**AVAILABLE DATA:**
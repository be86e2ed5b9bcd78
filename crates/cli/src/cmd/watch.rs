//! Watch the project and regenerate on layout changes

use anyhow::{Context, Result};
use crossbeam_channel as channel;
use layoutd_core::LogRefresh;
use layoutd_engine::ProjectSession;
use layoutd_watcher::{
    rescan_roots, DebounceConfig, FsWatcher, IgnoreConfig, IgnoreRules, LayoutFiles, WatchEvent,
    WatchMessage,
};
use owo_colors::OwoColorize;
use std::path::PathBuf;
use std::sync::Arc;
use tracing::{info, warn};

use crate::locks::DaemonLock;
use crate::util;
use crate::workspace::Workspace;

pub async fn run(no_dispatch: bool) -> Result<()> {
    let root = util::find_project_root()?;
    let lock = DaemonLock::acquire(&util::state_dir(&root))?;
    let workspace = Arc::new(Workspace::load(&root)?);
    let config = workspace.config();

    let ignore_config = IgnoreConfig::from(&config.watch);
    let ignore = IgnoreRules::load(&root, ignore_config.clone()).context("Failed to load ignore rules")?;
    let rescan_ignore = IgnoreRules::load(&root, ignore_config).context("Failed to load ignore rules")?;
    let active_sources = ignore.active_sources();
    let tracked = LayoutFiles::from_config(workspace.project().clone(), ignore, &config.watch);

    let mut debounce = DebounceConfig::from(&config.watch);
    if no_dispatch {
        debounce.dispatch_enabled = false;
    }

    let session = Arc::new(ProjectSession::attach(
        workspace.project().clone(),
        Arc::new(tracked),
        workspace.registry().clone(),
        Arc::new(LogRefresh),
        debounce.clone(),
    ));

    let mut watcher = FsWatcher::new().context("Failed to create file watcher")?;
    watcher
        .watch_root(&root)
        .with_context(|| format!("Failed to watch {}", root.display()))?;

    println!("{} {}", "Watching".green().bold(), root.display());
    println!(
        "  {} units, {} generator models, debounce {}ms, {} ignore sources",
        workspace.project().unit_ids().len(),
        workspace.registry().len(),
        debounce.delay.as_millis(),
        active_sources
    );
    if !debounce.dispatch_enabled {
        println!("  {}", "Generation disabled (--no-dispatch)".yellow());
    }
    println!("  {}", "Press Ctrl-C to stop".dimmed());

    let (stop_tx, stop_rx) = channel::bounded::<()>(1);
    let pump = EventPump {
        session: session.clone(),
        workspace: workspace.clone(),
        rescan_ignore,
        rescan_on_overflow: config.watch.rescan_on_overflow,
    };
    let events_rx = watcher.receiver().clone();
    let pump_thread = std::thread::Builder::new()
        .name("layoutd-events".to_string())
        .spawn(move || pump.run(events_rx, stop_rx))
        .context("Failed to spawn event thread")?;

    tokio::signal::ctrl_c()
        .await
        .context("Failed to listen for Ctrl-C")?;

    info!("Shutting down");
    let _ = stop_tx.send(());
    if pump_thread.join().is_err() {
        warn!("Event thread panicked");
    }
    drop(watcher);
    session.dispose();
    lock.release()?;

    println!("{}", "Stopped".dimmed());
    Ok(())
}

/// Moves watcher messages into the session on a dedicated thread
struct EventPump {
    session: Arc<ProjectSession>,
    workspace: Arc<Workspace>,
    rescan_ignore: IgnoreRules,
    rescan_on_overflow: bool,
}

impl EventPump {
    fn run(self, events: channel::Receiver<WatchMessage>, stop: channel::Receiver<()>) {
        loop {
            channel::select! {
                recv(stop) -> _ => break,
                recv(events) -> message => {
                    let Ok(message) = message else { break };
                    self.handle(message);
                }
            }
        }
    }

    fn handle(&self, message: WatchMessage) {
        match message {
            Ok(WatchEvent::Events(events)) => {
                let config_path = self.workspace.config_path();
                if events.iter().any(|e| e.path.as_deref() == Some(config_path.as_path())) {
                    if let Err(e) = self.workspace.reload() {
                        warn!("Keeping previous configuration: {:#}", e);
                    }
                }
                self.session.on_events(&events);
            }
            Ok(WatchEvent::Overflow) if self.rescan_on_overflow => {
                warn!("File watcher overflowed, rescanning unit roots");
                let events = rescan_roots(&self.unit_roots(), &self.rescan_ignore);
                self.session.on_events(&events);
            }
            Ok(WatchEvent::Overflow) => {
                warn!("File watcher overflowed, some layout changes may be missed");
            }
            Err(e) => warn!("File watcher error: {}", e),
        }
    }

    fn unit_roots(&self) -> Vec<PathBuf> {
        let project = self.workspace.project();
        project
            .unit_ids()
            .iter()
            .filter_map(|id| project.unit(id))
            .map(|unit| unit.root)
            .collect()
    }
}
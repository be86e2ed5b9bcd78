//! External generator invoked as a child process
//!
//! The configured program receives one JSON request on stdin per compile:
//!
//! ```json
//! {"unit": "app", "package": "com.example", "output_dir": "...",
//!  "changed": ["..."], "removed": ["..."], "options": {}}
//! ```
//!
//! Exit status zero means success; anything else is reported with the
//! program's stderr.

use layoutd_core::{CompileError, Generator, GeneratorConfig, UnitId};
use serde::Serialize;
use std::collections::BTreeMap;
use std::io::{ErrorKind, Write};
use std::path::{Path, PathBuf};
use std::process::{Command, Stdio};
use std::sync::Arc;
use tracing::{debug, trace};

use crate::model::GeneratorFactory;

#[derive(Debug, Serialize)]
struct GenerateRequest<'a> {
    unit: &'a UnitId,
    package: Option<&'a str>,
    output_dir: &'a Path,
    changed: &'a [PathBuf],
    removed: &'a [PathBuf],
    options: &'a BTreeMap<String, String>,
}

/// Generator running a configured command
pub struct CommandGenerator {
    unit: UnitId,
    config: GeneratorConfig,
}

impl CommandGenerator {
    /// Create a generator for `unit`
    pub fn new(unit: UnitId, config: GeneratorConfig) -> Self {
        Self { unit, config }
    }
}

impl Generator for CommandGenerator {
    fn compile_incremental(
        &self,
        changed: &[PathBuf],
        removed: &[PathBuf],
        output_dir: &Path,
    ) -> Result<(), CompileError> {
        let Some((program, args)) = self.config.command.split_first() else {
            return Err(CompileError::Unavailable(format!(
                "no command configured for generator {}",
                self.config.name
            )));
        };

        let request = GenerateRequest {
            unit: &self.unit,
            package: self.config.package.as_deref(),
            output_dir,
            changed,
            removed,
            options: &self.config.options,
        };
        let payload = serde_json::to_vec(&request)
            .map_err(|e| CompileError::Io(std::io::Error::new(ErrorKind::InvalidData, e)))?;

        let mut child = Command::new(program)
            .args(args)
            .stdin(Stdio::piped())
            .stdout(Stdio::piped())
            .stderr(Stdio::piped())
            .spawn()
            .map_err(|e| match e.kind() {
                ErrorKind::NotFound | ErrorKind::PermissionDenied => {
                    CompileError::Unavailable(format!("{}: {}", program, e))
                }
                _ => CompileError::Io(e),
            })?;
        trace!(unit = %self.unit, pid = child.id(), "Spawned generator {}", program);

        if let Some(mut stdin) = child.stdin.take() {
            // A generator may exit without reading its input
            match stdin.write_all(&payload) {
                Ok(()) => {}
                Err(e) if e.kind() == ErrorKind::BrokenPipe => {}
                Err(e) => return Err(CompileError::Io(e)),
            }
        }

        let output = child.wait_with_output()?;
        if !output.status.success() {
            return Err(CompileError::Failed {
                status: output.status.to_string(),
                stderr: String::from_utf8_lossy(&output.stderr).trim().to_string(),
            });
        }

        debug!(unit = %self.unit, "Generator finished");
        Ok(())
    }
}

/// Factory building [`CommandGenerator`]s
#[derive(Debug, Default, Clone, Copy)]
pub struct CommandGeneratorFactory;

impl GeneratorFactory for CommandGeneratorFactory {
    fn create(&self, unit: &UnitId, config: &GeneratorConfig) -> Arc<dyn Generator> {
        Arc::new(CommandGenerator::new(unit.clone(), config.clone()))
    }
}
//! Dependency resolution
//!
//! Maps a batch of changed files to every unit that must be regenerated:
//! the units owning the files plus everything that transitively depends on
//! them. The project model is consulted fresh on every call.

use layoutd_core::{ProjectContext, UnitId};
use std::collections::HashSet;
use std::path::PathBuf;
use tracing::{debug, trace};

/// Resolve `files` to the set of units needing regeneration
///
/// Files without an owning unit, or owned by a disposed unit or one without
/// the layout facet, contribute nothing. Dependents are expanded to a
/// fixpoint, so the provider may answer with direct or transitive
/// dependents. Disposed dependents are dropped from the result but still
/// expanded through, so live units behind them are reached. Cycles
/// terminate.
pub fn resolve<'a, I>(files: I, project: &dyn ProjectContext) -> HashSet<UnitId>
where
    I: IntoIterator<Item = &'a PathBuf>,
{
    let mut owners = HashSet::new();

    for file in files {
        let Some(unit) = project.find_owning_unit(file) else {
            debug!("No unit owns {}, dropping", file.display());
            continue;
        };
        if project.is_disposed(&unit) {
            debug!(unit = %unit, "Owning unit disposed, dropping {}", file.display());
            continue;
        }
        if !project.has_layout_facet(&unit) {
            trace!(unit = %unit, "Unit has no layout facet, dropping {}", file.display());
            continue;
        }
        owners.insert(unit);
    }

    if owners.is_empty() {
        return owners;
    }

    // Expansion walks through disposed units so the answer does not depend
    // on whether the provider reports direct or transitive dependents
    let mut reached = owners.clone();
    let mut frontier = owners;

    while !frontier.is_empty() {
        let next: HashSet<UnitId> = project
            .reverse_dependents_of(&frontier)
            .into_iter()
            .filter(|unit| !reached.contains(unit))
            .collect();

        reached.extend(next.iter().cloned());
        frontier = next;
    }

    let resolved: HashSet<UnitId> = reached
        .into_iter()
        .filter(|unit| {
            let live = !project.is_disposed(unit);
            if !live {
                debug!(unit = %unit, "Dependent unit disposed, skipping");
            }
            live
        })
        .collect();

    trace!("Resolved {} units", resolved.len());
    resolved
}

**DIRECTIONS:** Where a line of the data above includes "Unavailable", copy that line.

**ANSWER FOR THIS EXERCISE:**
            return Err(CompileError::Unavailable(format!(
                    CompileError::Unavailable(format!("{}: {}", program, e))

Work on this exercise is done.